### Input data
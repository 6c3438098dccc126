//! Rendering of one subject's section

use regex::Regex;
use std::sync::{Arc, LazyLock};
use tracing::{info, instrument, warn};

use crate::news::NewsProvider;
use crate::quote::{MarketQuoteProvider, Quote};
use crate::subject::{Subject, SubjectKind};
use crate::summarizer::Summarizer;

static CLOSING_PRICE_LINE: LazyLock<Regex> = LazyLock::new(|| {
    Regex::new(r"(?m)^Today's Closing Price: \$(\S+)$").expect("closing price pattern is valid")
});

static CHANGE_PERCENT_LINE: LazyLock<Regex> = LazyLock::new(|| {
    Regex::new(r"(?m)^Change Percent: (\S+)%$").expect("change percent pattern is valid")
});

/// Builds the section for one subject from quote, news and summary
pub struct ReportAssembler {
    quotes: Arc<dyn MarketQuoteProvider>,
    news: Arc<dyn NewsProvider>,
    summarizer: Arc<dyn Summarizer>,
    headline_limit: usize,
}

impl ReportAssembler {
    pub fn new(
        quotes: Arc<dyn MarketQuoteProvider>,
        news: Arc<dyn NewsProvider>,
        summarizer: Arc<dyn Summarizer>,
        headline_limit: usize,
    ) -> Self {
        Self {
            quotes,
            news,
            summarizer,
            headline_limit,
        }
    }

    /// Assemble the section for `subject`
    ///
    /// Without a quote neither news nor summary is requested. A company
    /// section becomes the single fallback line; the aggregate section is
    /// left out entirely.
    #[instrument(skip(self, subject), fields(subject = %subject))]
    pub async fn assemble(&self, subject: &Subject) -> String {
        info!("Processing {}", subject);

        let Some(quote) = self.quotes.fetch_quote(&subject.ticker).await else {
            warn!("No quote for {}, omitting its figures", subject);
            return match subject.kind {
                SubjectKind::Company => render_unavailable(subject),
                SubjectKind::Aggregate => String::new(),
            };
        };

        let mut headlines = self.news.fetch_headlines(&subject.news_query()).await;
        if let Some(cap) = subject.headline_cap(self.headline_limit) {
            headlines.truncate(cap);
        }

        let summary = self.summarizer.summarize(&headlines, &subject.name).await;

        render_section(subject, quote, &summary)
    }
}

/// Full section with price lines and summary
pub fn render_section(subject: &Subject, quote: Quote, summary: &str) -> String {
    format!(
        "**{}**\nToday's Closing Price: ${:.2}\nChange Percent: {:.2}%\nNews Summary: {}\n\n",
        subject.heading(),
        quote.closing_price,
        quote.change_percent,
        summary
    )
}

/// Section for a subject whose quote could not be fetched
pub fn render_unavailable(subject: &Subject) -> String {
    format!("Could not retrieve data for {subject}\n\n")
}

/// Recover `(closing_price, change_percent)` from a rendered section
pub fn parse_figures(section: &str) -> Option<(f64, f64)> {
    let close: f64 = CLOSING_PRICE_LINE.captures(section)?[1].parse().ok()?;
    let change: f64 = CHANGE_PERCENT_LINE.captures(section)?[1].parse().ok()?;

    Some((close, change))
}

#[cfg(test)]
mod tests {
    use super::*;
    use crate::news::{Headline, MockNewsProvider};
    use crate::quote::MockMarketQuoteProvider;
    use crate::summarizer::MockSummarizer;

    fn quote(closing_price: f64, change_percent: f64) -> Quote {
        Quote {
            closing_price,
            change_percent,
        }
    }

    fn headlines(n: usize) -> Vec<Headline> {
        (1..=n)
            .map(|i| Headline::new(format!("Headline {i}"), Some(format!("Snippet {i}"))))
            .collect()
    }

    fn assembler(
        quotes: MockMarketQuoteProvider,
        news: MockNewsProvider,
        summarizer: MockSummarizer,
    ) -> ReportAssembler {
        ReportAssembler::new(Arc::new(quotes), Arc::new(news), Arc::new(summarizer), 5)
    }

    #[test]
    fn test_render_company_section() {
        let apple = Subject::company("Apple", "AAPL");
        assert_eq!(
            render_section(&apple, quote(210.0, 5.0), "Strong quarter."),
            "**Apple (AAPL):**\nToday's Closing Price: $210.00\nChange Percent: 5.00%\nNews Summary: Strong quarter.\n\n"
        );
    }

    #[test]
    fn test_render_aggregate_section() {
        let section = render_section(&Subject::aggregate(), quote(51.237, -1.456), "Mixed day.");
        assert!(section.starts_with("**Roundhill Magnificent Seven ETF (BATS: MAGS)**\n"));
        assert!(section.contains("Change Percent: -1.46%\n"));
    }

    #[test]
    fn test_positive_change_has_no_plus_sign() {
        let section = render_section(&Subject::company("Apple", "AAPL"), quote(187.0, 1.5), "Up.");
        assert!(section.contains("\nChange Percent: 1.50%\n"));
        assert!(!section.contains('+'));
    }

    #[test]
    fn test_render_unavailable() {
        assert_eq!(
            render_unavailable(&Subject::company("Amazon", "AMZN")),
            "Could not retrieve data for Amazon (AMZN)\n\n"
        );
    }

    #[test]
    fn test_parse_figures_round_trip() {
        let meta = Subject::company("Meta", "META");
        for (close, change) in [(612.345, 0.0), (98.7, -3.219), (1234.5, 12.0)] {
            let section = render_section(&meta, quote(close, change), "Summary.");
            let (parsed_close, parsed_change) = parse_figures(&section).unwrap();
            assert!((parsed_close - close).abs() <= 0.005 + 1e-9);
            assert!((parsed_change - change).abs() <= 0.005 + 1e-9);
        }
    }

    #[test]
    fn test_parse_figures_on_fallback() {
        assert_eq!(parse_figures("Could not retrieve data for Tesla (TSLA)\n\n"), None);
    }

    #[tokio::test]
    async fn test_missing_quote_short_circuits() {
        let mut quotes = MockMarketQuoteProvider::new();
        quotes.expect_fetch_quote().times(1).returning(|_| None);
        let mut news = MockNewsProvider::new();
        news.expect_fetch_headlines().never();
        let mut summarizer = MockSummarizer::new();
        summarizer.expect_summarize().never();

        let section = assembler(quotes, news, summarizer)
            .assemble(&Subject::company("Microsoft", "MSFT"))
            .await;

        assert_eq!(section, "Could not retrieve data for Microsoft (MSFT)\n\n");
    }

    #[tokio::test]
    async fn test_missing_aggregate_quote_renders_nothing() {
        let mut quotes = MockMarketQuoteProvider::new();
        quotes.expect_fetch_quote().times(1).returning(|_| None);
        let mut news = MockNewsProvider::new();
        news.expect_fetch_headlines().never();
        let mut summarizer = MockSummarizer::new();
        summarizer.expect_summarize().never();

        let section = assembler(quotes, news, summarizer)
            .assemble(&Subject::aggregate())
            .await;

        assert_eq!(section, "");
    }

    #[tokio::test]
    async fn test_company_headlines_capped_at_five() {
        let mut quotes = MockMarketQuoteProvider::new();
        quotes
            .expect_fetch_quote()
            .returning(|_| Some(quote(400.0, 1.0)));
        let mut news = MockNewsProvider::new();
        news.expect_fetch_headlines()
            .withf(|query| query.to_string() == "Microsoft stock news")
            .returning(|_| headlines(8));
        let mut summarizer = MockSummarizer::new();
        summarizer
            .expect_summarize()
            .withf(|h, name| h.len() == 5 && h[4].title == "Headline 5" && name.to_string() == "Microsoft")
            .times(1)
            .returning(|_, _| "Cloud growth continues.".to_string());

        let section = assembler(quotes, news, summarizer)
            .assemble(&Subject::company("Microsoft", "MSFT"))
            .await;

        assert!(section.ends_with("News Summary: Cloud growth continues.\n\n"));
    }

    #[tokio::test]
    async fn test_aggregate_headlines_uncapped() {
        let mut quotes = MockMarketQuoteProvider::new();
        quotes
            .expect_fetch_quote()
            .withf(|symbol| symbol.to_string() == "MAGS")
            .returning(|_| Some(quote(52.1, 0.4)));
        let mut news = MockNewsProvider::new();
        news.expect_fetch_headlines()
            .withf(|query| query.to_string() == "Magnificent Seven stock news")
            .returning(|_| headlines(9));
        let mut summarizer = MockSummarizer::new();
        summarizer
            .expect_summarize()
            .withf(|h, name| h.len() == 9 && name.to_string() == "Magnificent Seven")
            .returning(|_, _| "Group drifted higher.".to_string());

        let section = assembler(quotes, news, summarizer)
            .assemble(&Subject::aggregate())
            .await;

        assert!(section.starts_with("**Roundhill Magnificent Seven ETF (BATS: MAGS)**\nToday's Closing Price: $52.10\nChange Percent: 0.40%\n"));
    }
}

### Problem to solve
Gather each line of the listing containing the word "info" and show it.

### Result of the task
use tracing::{info, instrument, warn};
        info!("Processing {}", subject);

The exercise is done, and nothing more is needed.